A TechLogistics 2026 realiza-se a 16 de junho, na sede da Microsoft Portugal, no Parque das Nações, e volta a juntar tecnologia, dados e operação num mesmo espaço de debate. Entre os momentos em destaque estará o business case apresentado por Ruben Loureiro, diretor do Serviço de Compras e Logística da ULS Lezíria, sobre a forma como a tecnologia está a redesenhar a logística hospitalar.

A tecnologia está a transformar a logística, mas é na operação concreta que essa transformação ganha escala, impacto e consequência. É precisamente esse cruzamento entre sistemas, dados e realidade operacional que estará em debate na TechLogistics 2026, marcada para 16 de junho, na Microsoft Portugal, no Parque das Nações, em Lisboa.

Promovida pela Devlop, em parceria com a Supply Chain Magazine, a conferência chega à sua 4.ª edição com o objetivo de reunir profissionais, empresas, especialistas e decisores ligados à logística, aos transportes e à supply chain. A proposta passa por discutir tendências tecnológicas, partilhar conhecimento e mostrar soluções capazes de apoiar operações mais eficientes, integradas e preparadas para responder a contextos também eles cada vez mais exigentes.

Nesta edição, um dos momentos em destaque será o business case “Do stock ao sistema: como a tecnologia está a redesenhar a logística hospitalar”, apresentado por Ruben Loureiro, diretor do Serviço de Compras e Logística da ULS Lezíria. A sessão transporta para o palco da TechLogistics uma área onde a gestão logística assume uma dimensão particularmente crítica: a saúde.

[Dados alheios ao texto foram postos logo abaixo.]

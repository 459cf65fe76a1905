//! 指標主計算器

use chrono::NaiveDate;
use invmetrics_core::{DimensionLookup, FactStore, MetricsConfig, ObservationFilter};

use crate::abc::{AbcClassifier, AbcRow};
use crate::forecast::{DemandForecaster, ForecastPoint};
use crate::recommendation::{LowStockAlert, Recommendation, RecommendationEngine};
use crate::reorder::{ReorderPoint, ReorderPointCalculator};
use crate::stock::{CurrentStock, RegionTotals, StockTotalsCalculator, StoreStock};
use crate::stockout::{StockOutCalculator, StockOutRate};
use crate::turnover::{DaysOfInventory, DioCalculator, Turnover, TurnoverCalculator};
use crate::window::{Window, WindowExtractor};
use crate::{MetricKind, MetricWarning, MetricsReport, WarningSeverity};

/// 指標計算器
///
/// 事實表與維度查詢由呼叫端注入；計算器本身不持有可變狀態，
/// 同一基準日重複計算結果相同。
pub struct MetricsCalculator<'a> {
    /// 事實表存取
    fact_store: &'a dyn FactStore,

    /// 維度查詢
    dimensions: &'a dyn DimensionLookup,

    /// 計算參數
    config: MetricsConfig,
}

impl<'a> MetricsCalculator<'a> {
    /// 創建新的指標計算器（預設配置）
    pub fn new(fact_store: &'a dyn FactStore, dimensions: &'a dyn DimensionLookup) -> Self {
        Self {
            fact_store,
            dimensions,
            config: MetricsConfig::default(),
        }
    }

    /// 建構器模式：設置配置（會先驗證）
    pub fn with_config(mut self, config: MetricsConfig) -> invmetrics_core::Result<Self> {
        config.validate()?;
        self.config = config;
        Ok(self)
    }

    pub fn config(&self) -> &MetricsConfig {
        &self.config
    }

    /// 最新的觀測日期（可作為預設基準日）
    pub fn latest_as_of(&self) -> invmetrics_core::Result<Option<NaiveDate>> {
        Ok(self.fact_store.observed_dates()?.first().copied())
    }

    fn window(&self, as_of: NaiveDate, lookback_days: u32) -> invmetrics_core::Result<Window> {
        WindowExtractor::extract(self.fact_store, &ObservationFilter::all(), as_of, lookback_days)
    }

    /// 各門市庫存總量
    pub fn stock_by_store(&self, as_of: NaiveDate) -> invmetrics_core::Result<Vec<StoreStock>> {
        Ok(StockTotalsCalculator::by_store(&self.window(as_of, 0)?))
    }

    /// 各區域庫存總量
    pub fn stock_by_region(&self, as_of: NaiveDate) -> invmetrics_core::Result<RegionTotals> {
        Ok(StockTotalsCalculator::by_region(
            &self.window(as_of, 0)?,
            self.dimensions,
        ))
    }

    /// 基準日現有庫存
    pub fn current_stock(&self, as_of: NaiveDate) -> invmetrics_core::Result<Vec<CurrentStock>> {
        Ok(StockTotalsCalculator::current_stock(&self.window(as_of, 0)?))
    }

    /// 再訂購點
    pub fn reorder_points(&self, as_of: NaiveDate) -> invmetrics_core::Result<Vec<ReorderPoint>> {
        let demand = self.window(as_of, self.config.demand_lookback_days)?;
        Ok(ReorderPointCalculator::calculate(
            &demand,
            self.config.reorder_coverage_days,
        ))
    }

    /// 補貨建議（建議量遞減）
    pub fn recommendations(
        &self,
        as_of: NaiveDate,
    ) -> invmetrics_core::Result<Vec<Recommendation>> {
        let demand = self.window(as_of, self.config.demand_lookback_days)?;
        let reorder_points =
            ReorderPointCalculator::calculate(&demand, self.config.reorder_coverage_days);
        let current = StockTotalsCalculator::current_stock(&demand.narrow(0));

        Ok(RecommendationEngine::recommend(&reorder_points, &current))
    }

    /// 低庫存警示
    pub fn low_stock_alerts(&self, as_of: NaiveDate) -> invmetrics_core::Result<Vec<LowStockAlert>> {
        Ok(RecommendationEngine::low_stock_alerts(
            &self.recommendations(as_of)?,
        ))
    }

    /// 年度周轉率
    pub fn turnover(&self, as_of: NaiveDate) -> invmetrics_core::Result<Vec<Turnover>> {
        let annual = self.window(as_of, self.config.annual_lookback_days)?;
        Ok(TurnoverCalculator::calculate(&annual))
    }

    /// 庫存天數
    pub fn days_of_inventory(
        &self,
        as_of: NaiveDate,
    ) -> invmetrics_core::Result<Vec<DaysOfInventory>> {
        let demand = self.window(as_of, self.config.demand_lookback_days)?;
        Ok(DioCalculator::calculate(&demand))
    }

    /// 缺貨率
    pub fn stockout_rates(&self, as_of: NaiveDate) -> invmetrics_core::Result<Vec<StockOutRate>> {
        let window = self.window(as_of, self.config.stockout_lookback_days)?;
        Ok(StockOutCalculator::calculate(&window))
    }

    /// ABC 分類
    pub fn abc_classification(&self, as_of: NaiveDate) -> invmetrics_core::Result<Vec<AbcRow>> {
        let annual = self.window(as_of, self.config.annual_lookback_days)?;
        Ok(AbcClassifier::classify(
            &annual,
            self.config.abc_a_threshold,
            self.config.abc_b_threshold,
        ))
    }

    /// 全體需求預測
    pub fn demand_forecast(&self, as_of: NaiveDate) -> invmetrics_core::Result<Vec<ForecastPoint>> {
        self.demand_forecast_for(as_of, &ObservationFilter::all())
    }

    /// 限定門市／商品的需求預測
    pub fn demand_forecast_for(
        &self,
        as_of: NaiveDate,
        filter: &ObservationFilter,
    ) -> invmetrics_core::Result<Vec<ForecastPoint>> {
        let history = WindowExtractor::extract(
            self.fact_store,
            filter,
            as_of,
            self.config.forecast_lookback_days,
        )?;
        Ok(DemandForecaster::forecast(
            &history,
            self.config.forecast_horizon_days,
        ))
    }

    /// 計算基準日的完整報表
    ///
    /// 只讀取一次最寬的窗口，其餘窗口由其縮小而得；各指標平行計算。
    /// 任何資料讀取失敗都會使整份報表失敗，不回傳部分結果。
    pub fn calculate(&self, as_of: NaiveDate) -> invmetrics_core::Result<MetricsReport> {
        tracing::info!("開始指標計算：基準日 {}", as_of);

        let start_time = std::time::Instant::now();
        let config = &self.config;

        // Step 1: 讀取資料
        tracing::debug!("Step 1: 擷取窗口");
        let widest = config.lookbacks().into_iter().max().unwrap_or(0);
        let history = self.window(as_of, widest)?;
        let observed_dates = self.fact_store.observed_dates()?;

        // Step 2: 依各指標回溯天數縮小窗口
        tracing::debug!("Step 2: 縮小窗口");
        let latest = history.narrow(0);
        let demand = history.narrow(config.demand_lookback_days);
        let annual = history.narrow(config.annual_lookback_days);
        let forecast_history = history.narrow(config.forecast_lookback_days);
        let stockout_window = history.narrow(config.stockout_lookback_days);
        tracing::debug!(
            "窗口筆數：當日 {}，需求 {}，年度 {}",
            latest.len(),
            demand.len(),
            annual.len()
        );

        // Step 3: 平行計算各指標
        tracing::debug!("Step 3: 平行計算指標");
        let mut report = MetricsReport::empty(as_of);
        let mut region_totals = RegionTotals::default();

        rayon::scope(|s| {
            s.spawn(|_| report.store_totals = StockTotalsCalculator::by_store(&latest));
            s.spawn(|_| {
                region_totals = StockTotalsCalculator::by_region(&latest, self.dimensions);
            });
            s.spawn(|_| {
                let current = StockTotalsCalculator::current_stock(&latest);
                let reorder_points =
                    ReorderPointCalculator::calculate(&demand, config.reorder_coverage_days);
                let recommendations = RecommendationEngine::recommend(&reorder_points, &current);

                report.low_stock_alerts = RecommendationEngine::low_stock_alerts(&recommendations);
                report.current_stock = current;
                report.reorder_points = reorder_points;
                report.recommendations = recommendations;
            });
            s.spawn(|_| report.turnover = TurnoverCalculator::calculate(&annual));
            s.spawn(|_| report.days_of_inventory = DioCalculator::calculate(&demand));
            s.spawn(|_| report.stockout_rates = StockOutCalculator::calculate(&stockout_window));
            s.spawn(|_| {
                report.abc_classes = AbcClassifier::classify(
                    &annual,
                    config.abc_a_threshold,
                    config.abc_b_threshold,
                );
            });
            s.spawn(|_| {
                report.forecast =
                    DemandForecaster::forecast(&forecast_history, config.forecast_horizon_days);
            });
        });

        report.region_totals = region_totals.rows;

        // Step 4: 彙整警告
        tracing::debug!("Step 4: 檢查警告");
        if let Some(warning) = Self::check_as_of(as_of, &observed_dates, &latest) {
            report.add_warning(warning);
        }
        if !region_totals.unmapped_stores.is_empty() {
            report.add_warning(MetricWarning::warning(
                MetricKind::StockTotals,
                format!(
                    "{} 家門市查無區域，未計入區域總量: {}",
                    region_totals.unmapped_stores.len(),
                    region_totals.unmapped_stores.join(", ")
                ),
            ));
        }
        Self::collect_undefined_warnings(&mut report);

        report.calculation_time_ms = u64::try_from(start_time.elapsed().as_millis()).ok();

        tracing::info!("指標計算完成，耗時 {:?}", start_time.elapsed());
        tracing::info!(
            "補貨建議 {} 筆，低庫存警示 {} 筆，警告 {} 筆",
            report.recommendations.len(),
            report.low_stock_alerts.len(),
            report.warnings.len()
        );

        Ok(report)
    }

    /// 檢查基準日是否落在資料範圍內
    fn check_as_of(
        as_of: NaiveDate,
        observed_dates: &[NaiveDate],
        latest: &Window,
    ) -> Option<MetricWarning> {
        // observed_dates 由新到舊
        let (Some(&newest), Some(&oldest)) = (observed_dates.first(), observed_dates.last()) else {
            return Some(MetricWarning::report_level(
                "事實表沒有任何觀測記錄".to_string(),
                WarningSeverity::Warning,
            ));
        };

        if as_of < oldest || as_of > newest {
            return Some(MetricWarning::report_level(
                format!("基準日 {} 超出資料範圍 [{} ~ {}]", as_of, oldest, newest),
                WarningSeverity::Warning,
            ));
        }

        latest.is_empty().then(|| {
            MetricWarning::report_level(
                format!("基準日 {} 沒有觀測記錄", as_of),
                WarningSeverity::Info,
            )
        })
    }

    /// 統計各指標未定義的列數
    fn collect_undefined_warnings(report: &mut MetricsReport) {
        let counts = [
            (
                MetricKind::ReorderPoint,
                report
                    .reorder_points
                    .iter()
                    .filter(|r| r.reorder_point.is_none())
                    .count(),
                "再訂購點",
            ),
            (
                MetricKind::Turnover,
                report
                    .turnover
                    .iter()
                    .filter(|r| r.turnover_ratio.is_none())
                    .count(),
                "周轉率（平均庫存為 0）",
            ),
            (
                MetricKind::DaysOfInventory,
                report
                    .days_of_inventory
                    .iter()
                    .filter(|r| r.days_of_inventory.is_none())
                    .count(),
                "庫存天數（平均庫存或日銷量為 0）",
            ),
            (
                MetricKind::AbcClassification,
                report
                    .abc_classes
                    .iter()
                    .filter(|r| r.cumulative_share.is_none())
                    .count(),
                "ABC 累計佔比（門市總銷量為 0）",
            ),
            (
                MetricKind::DemandForecast,
                report
                    .forecast
                    .iter()
                    .filter(|p| p.forecast_sales.is_none())
                    .count(),
                "需求預測（該星期無歷史資料）",
            ),
        ];

        for (metric, undefined, label) in counts {
            if undefined > 0 {
                tracing::debug!("{}: {} 筆未定義", metric, undefined);
                report.add_warning(MetricWarning::info(
                    metric,
                    format!("{} 筆{}無法計算", undefined, label),
                ));
            }
        }
    }
}
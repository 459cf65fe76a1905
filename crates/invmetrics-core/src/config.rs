//! 指標計算配置

use rust_decimal::Decimal;
use serde::{Deserialize, Serialize};

use crate::{InventoryError, Result};

/// 指標計算參數配置
#[derive(Debug, Clone, PartialEq, Serialize, Deserialize)]
#[serde(default)]
pub struct MetricsConfig {
    /// 需求速率回溯天數（再訂購點、DIO）
    pub demand_lookback_days: u32,

    /// 年度回溯天數（周轉率、ABC 分類）
    pub annual_lookback_days: u32,

    /// 需求預測的歷史回溯天數
    pub forecast_lookback_days: u32,

    /// 再訂購點涵蓋天數
    pub reorder_coverage_days: u32,

    /// 缺貨率回溯天數
    ///
    /// 預設 0：只看基準日當天，每組結果只會是 0 或 100。
    pub stockout_lookback_days: u32,

    /// A 類累計佔比上限
    pub abc_a_threshold: Decimal,

    /// B 類累計佔比上限
    pub abc_b_threshold: Decimal,

    /// 預測天數
    pub forecast_horizon_days: u32,
}

impl Default for MetricsConfig {
    fn default() -> Self {
        Self {
            demand_lookback_days: 30,
            annual_lookback_days: 365,
            forecast_lookback_days: 365,
            reorder_coverage_days: 7,
            stockout_lookback_days: 0,
            abc_a_threshold: Decimal::new(80, 2),
            abc_b_threshold: Decimal::new(95, 2),
            forecast_horizon_days: 30,
        }
    }
}

impl MetricsConfig {
    /// 創建預設配置
    pub fn new() -> Self {
        Self::default()
    }

    /// 建構器模式：設置需求速率回溯天數
    pub fn with_demand_lookback(mut self, days: u32) -> Self {
        self.demand_lookback_days = days;
        self
    }

    /// 建構器模式：設置年度回溯天數
    pub fn with_annual_lookback(mut self, days: u32) -> Self {
        self.annual_lookback_days = days;
        self
    }

    /// 建構器模式：設置預測歷史回溯天數
    pub fn with_forecast_lookback(mut self, days: u32) -> Self {
        self.forecast_lookback_days = days;
        self
    }

    /// 建構器模式：設置再訂購點涵蓋天數
    pub fn with_reorder_coverage(mut self, days: u32) -> Self {
        self.reorder_coverage_days = days;
        self
    }

    /// 建構器模式：設置缺貨率回溯天數
    pub fn with_stockout_lookback(mut self, days: u32) -> Self {
        self.stockout_lookback_days = days;
        self
    }

    /// 建構器模式：設置 ABC 分類門檻
    pub fn with_abc_thresholds(mut self, a_threshold: Decimal, b_threshold: Decimal) -> Self {
        self.abc_a_threshold = a_threshold;
        self.abc_b_threshold = b_threshold;
        self
    }

    /// 建構器模式：設置預測天數
    pub fn with_forecast_horizon(mut self, days: u32) -> Self {
        self.forecast_horizon_days = days;
        self
    }

    /// 檢查配置是否合法
    pub fn validate(&self) -> Result<()> {
        let unit_interval = |value: Decimal| value > Decimal::ZERO && value <= Decimal::ONE;

        if !unit_interval(self.abc_a_threshold) || !unit_interval(self.abc_b_threshold) {
            return Err(InventoryError::InvalidConfig(format!(
                "ABC 門檻必須介於 (0, 1]：A={}, B={}",
                self.abc_a_threshold, self.abc_b_threshold
            )));
        }

        if self.abc_a_threshold > self.abc_b_threshold {
            return Err(InventoryError::InvalidConfig(format!(
                "A 類門檻不可大於 B 類門檻：A={}, B={}",
                self.abc_a_threshold, self.abc_b_threshold
            )));
        }

        if self.reorder_coverage_days == 0 {
            return Err(InventoryError::InvalidConfig(
                "再訂購點涵蓋天數必須大於 0".to_string(),
            ));
        }

        if self.forecast_horizon_days == 0 {
            return Err(InventoryError::InvalidConfig(
                "預測天數必須大於 0".to_string(),
            ));
        }

        Ok(())
    }

    /// 從 JSON 載入配置（未提供的欄位使用預設值）
    ///
    /// ```
    /// use invmetrics_core::MetricsConfig;
    ///
    /// let config = MetricsConfig::from_json_str(r#"{ "reorder_coverage_days": 14 }"#).unwrap();
    /// assert_eq!(config.reorder_coverage_days, 14);
    /// assert_eq!(config.demand_lookback_days, 30);
    /// ```
    pub fn from_json_str(json: &str) -> Result<Self> {
        let config: Self = serde_json::from_str(json)?;
        config.validate()?;
        Ok(config)
    }

    /// 所有指標用到的回溯天數（去重、遞增）
    pub fn lookbacks(&self) -> Vec<u32> {
        let mut days = vec![
            0,
            self.demand_lookback_days,
            self.annual_lookback_days,
            self.forecast_lookback_days,
            self.stockout_lookback_days,
        ];
        days.sort_unstable();
        days.dedup();
        days
    }
}

#[cfg(test)]
mod tests {
    use super::*;

    #[test]
    fn test_default_config() {
        let config = MetricsConfig::default();

        assert_eq!(config.demand_lookback_days, 30);
        assert_eq!(config.annual_lookback_days, 365);
        assert_eq!(config.reorder_coverage_days, 7);
        assert_eq!(config.stockout_lookback_days, 0);
        assert_eq!(config.abc_a_threshold, Decimal::new(80, 2));
        assert_eq!(config.abc_b_threshold, Decimal::new(95, 2));
        assert_eq!(config.forecast_horizon_days, 30);
        assert!(config.validate().is_ok());
    }

    #[test]
    fn test_config_builder() {
        let config = MetricsConfig::new()
            .with_demand_lookback(14)
            .with_reorder_coverage(10)
            .with_stockout_lookback(7)
            .with_abc_thresholds(Decimal::new(70, 2), Decimal::new(90, 2))
            .with_forecast_horizon(14);

        assert_eq!(config.demand_lookback_days, 14);
        assert_eq!(config.reorder_coverage_days, 10);
        assert_eq!(config.stockout_lookback_days, 7);
        assert_eq!(config.abc_a_threshold, Decimal::new(70, 2));
        assert_eq!(config.forecast_horizon_days, 14);
        assert!(config.validate().is_ok());
    }

    #[test]
    fn test_invalid_thresholds() {
        let inverted = MetricsConfig::new()
            .with_abc_thresholds(Decimal::new(95, 2), Decimal::new(80, 2));
        assert!(matches!(
            inverted.validate(),
            Err(InventoryError::InvalidConfig(_))
        ));

        let out_of_range =
            MetricsConfig::new().with_abc_thresholds(Decimal::ZERO, Decimal::new(95, 2));
        assert!(out_of_range.validate().is_err());

        let no_coverage = MetricsConfig::new().with_reorder_coverage(0);
        assert!(no_coverage.validate().is_err());
    }

    #[test]
    fn test_from_json() {
        let config = MetricsConfig::from_json_str(
            r#"{ "stockout_lookback_days": 30, "abc_a_threshold": "0.7" }"#,
        )
        .unwrap();

        assert_eq!(config.stockout_lookback_days, 30);
        assert_eq!(config.abc_a_threshold, Decimal::new(7, 1));
        assert_eq!(config.annual_lookback_days, 365);

        assert!(matches!(
            MetricsConfig::from_json_str("not json"),
            Err(InventoryError::ConfigParse(_))
        ));
        assert!(matches!(
            MetricsConfig::from_json_str(r#"{ "forecast_horizon_days": 0 }"#),
            Err(InventoryError::InvalidConfig(_))
        ));
    }

    #[test]
    fn test_lookbacks_are_deduplicated() {
        let config = MetricsConfig::default();
        assert_eq!(config.lookbacks(), vec![0, 30, 365]);

        let widened = config.with_stockout_lookback(7);
        assert_eq!(widened.lookbacks(), vec![0, 7, 30, 365]);
    }
}
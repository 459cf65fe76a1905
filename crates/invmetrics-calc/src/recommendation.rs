//! 補貨建議

use std::cmp::Ordering;
use std::collections::HashMap;

use serde::{Deserialize, Serialize};

use crate::reorder::ReorderPoint;
use crate::stock::CurrentStock;

/// 補貨建議（正值 = 需要補貨）
#[derive(Debug, Clone, PartialEq, Eq, Serialize, Deserialize)]
pub struct Recommendation {
    pub store_id: String,
    pub sku: String,
    pub inventory_level: u64,
    pub reorder_point: Option<i64>,

    /// `reorder_point - inventory_level`
    pub to_order: Option<i64>,
}

/// 低庫存警示（現有庫存低於再訂購點）
#[derive(Debug, Clone, PartialEq, Eq, Serialize, Deserialize)]
pub struct LowStockAlert {
    pub store_id: String,
    pub sku: String,
    pub inventory_level: u64,
    pub reorder_point: i64,
}

/// 補貨建議引擎
pub struct RecommendationEngine;

impl RecommendationEngine {
    /// 合併再訂購點與現有庫存（內連接），依建議量遞減排序
    ///
    /// 只出現在其中一邊的 (門市, 商品) 會被捨棄；建議量未定義者排在最後。
    pub fn recommend(
        reorder_points: &[ReorderPoint],
        current_stock: &[CurrentStock],
    ) -> Vec<Recommendation> {
        let stock: HashMap<(&str, &str), u64> = current_stock
            .iter()
            .map(|row| ((row.store_id.as_str(), row.sku.as_str()), row.inventory_level))
            .collect();

        let mut recommendations: Vec<Recommendation> = reorder_points
            .iter()
            .filter_map(|rp| {
                let inventory_level = *stock.get(&(rp.store_id.as_str(), rp.sku.as_str()))?;
                let to_order = rp.reorder_point.and_then(|point| {
                    i64::try_from(inventory_level)
                        .ok()
                        .and_then(|level| point.checked_sub(level))
                });

                Some(Recommendation {
                    store_id: rp.store_id.clone(),
                    sku: rp.sku.clone(),
                    inventory_level,
                    reorder_point: rp.reorder_point,
                    to_order,
                })
            })
            .collect();

        recommendations.sort_by(|a, b| descending_defined_first(a.to_order, b.to_order));
        recommendations
    }

    /// 低庫存警示，依門市、商品遞增
    pub fn low_stock_alerts(recommendations: &[Recommendation]) -> Vec<LowStockAlert> {
        let mut alerts: Vec<LowStockAlert> = recommendations
            .iter()
            .filter_map(|rec| {
                let reorder_point = rec.reorder_point?;
                let below = i64::try_from(rec.inventory_level).map_or(false, |level| level < reorder_point);
                below.then(|| LowStockAlert {
                    store_id: rec.store_id.clone(),
                    sku: rec.sku.clone(),
                    inventory_level: rec.inventory_level,
                    reorder_point,
                })
            })
            .collect();

        alerts.sort_by(|a, b| (&a.store_id, &a.sku).cmp(&(&b.store_id, &b.sku)));
        alerts
    }
}

/// 遞減排序，`None` 排在最後
pub(crate) fn descending_defined_first<T: Ord>(a: Option<T>, b: Option<T>) -> Ordering {
    match (a, b) {
        (Some(a), Some(b)) => b.cmp(&a),
        (Some(_), None) => Ordering::Less,
        (None, Some(_)) => Ordering::Greater,
        (None, None) => Ordering::Equal,
    }
}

O caso ganha relevância num contexto de forte crescimento da atividade. Segundo dados partilhados por Ruben Loureiro a propósito dos últimos cinco anos do Hospital de Santarém, os procedimentos de contratação pública aumentaram 107,5% na área da Farmácia e 47,3% na Logística, enquanto o volume de compras em bens e serviços cresceu mais de 60%. No mesmo período, foi registada uma redução consistente do valor imobilizado em armazém e das ruturas de stock.

Estes números ajudam a enquadrar a transformação em curso. Num hospital, gerir stocks não é apenas assegurar disponibilidade de materiais. É garantir que os produtos certos chegam aos serviços certos, no momento certo, com rastreabilidade, controlo, capacidade de resposta e ligação permanente entre compras, aprovisionamento, armazenagem, distribuição interna e necessidades clínicas.

A resposta passa cada vez mais por processos digitais e por maior visibilidade sobre os fluxos. Entre os exemplos avançados estão a implementação de circuitos 100% digitais e o lançamento de um projeto-piloto de E-Kanban para controlo ótico total, desde a receção até ao consumo. A passagem de uma lógica centrada apenas no stock para uma abordagem suportada por sistemas, dados e processos será uma das dimensões em análise no business case da ULS Lezíria.

Ao colocar a logística hospitalar em destaque, a TechLogistics aproxima a discussão tecnológica de um contexto em que falhas, ruturas ou atrasos podem ter impacto direto na prestação de cuidados de saúde. É um exemplo concreto de como os sistemas deixam de ser apenas suporte administrativo e passam a fazer parte da capacidade operacional das organizações.

Num setor em que a digitalização exige novas competências, o caso mostra que a evolução dos sistemas depende também da capacidade das equipas para os integrar na operação diária.

A TechLogistics 2026 volta, assim, a posicionar-se como ponto de encontro entre tecnologia e operação, reunindo profissionais de logística, supply chain, transportes, IT, transformação digital, gestão e desenvolvimento de negócio.